Complement and Fc receptor‐mediated phagocytosis of normal and stimulated mouse peritoneal macrophages

Normal and stimulated macrophage populations induced by six different stimuli were tested for their IgG and complement (C)‐mediated phagocytic capacity. A similar phagocytic capacity for sheep red cells (E) coated with IgG was exhibited by normal and stimulated macrophage populations with the exception of thioglycollate‐stimulated macrophages which exhibited a lower phagocytic potential. The extent of attachment and ingestion of E coated with IgM and C 5‐deficient mouse serum (EIgMC) was shown to depend on the concentration of IgM and serum in the opsonizing solutions.

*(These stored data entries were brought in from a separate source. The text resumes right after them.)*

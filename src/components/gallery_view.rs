use dioxus::prelude::*;
use draft_attachments::{data_url_for, FileInfo};

/// Fullscreen viewer for a single image attachment
#[component]
pub fn FullscreenAttachment(file: FileInfo, on_close: EventHandler<()>) -> Element {
    let data_url = use_hook(|| data_url_for(&file));
    let name = file.name.clone();

    rsx! {
        div {
            style: "position: fixed; top: 0; left: 0; right: 0; bottom: 0; background: rgba(0, 0, 0, 0.95); z-index: 1000; display: flex; flex-direction: column;",
            div {
                style: "display: flex; justify-content: space-between; align-items: center; padding: 16px; background: rgba(0, 0, 0, 0.7);",
                div {
                    style: "color: white; font-size: 16px;",
                    "{name}"
                }
                button {
                    style: "width: 40px; height: 40px; background: rgba(255, 255, 255, 0.2); color: white; border-radius: 50%; font-size: 24px; cursor: pointer; border: none;",
                    onclick: move |_| on_close.call(()),
                    "×"
                }
            }
            div {
                style: "flex: 1; display: flex; align-items: center; justify-content: center; padding: 20px;",
                if let Some(url) = data_url {
                    img {
                        src: "{url}",
                        style: "max-width: 100%; max-height: 100%; object-fit: contain;",
                    }
                } else {
                    div {
                        style: "color: white; font-size: 48px;",
                        "📷"
                    }
                }
            }
        }
    }
}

A further interaction of macrophage‐EIgMC rosettes with C5‐deficient mouse serum led to ingestion of a high proportion of the attached ElgMC. Heat‐killed yeast cells coated with C5‐deficient mouse complement were ingested to a similar extent by normal and stimulated macrophage populations except for thioglycollate‐stimulated macrophage populations which exhibited about 30% of the phagocytic response. The data support the notion that complement receptors on macrophage surface are not limited in their function to the attachment phase but that they also are capable of mediating phagocytosis. It is suggested that the prevalent protocols of sequential opsonization of E with IgM and C5‐deficient mouse serum do not provide enough bridging moieties between the coated E and macrophages to allow for effective ingestion; the EIgMC complex formed is only capable of attachment to macrophage surfaces.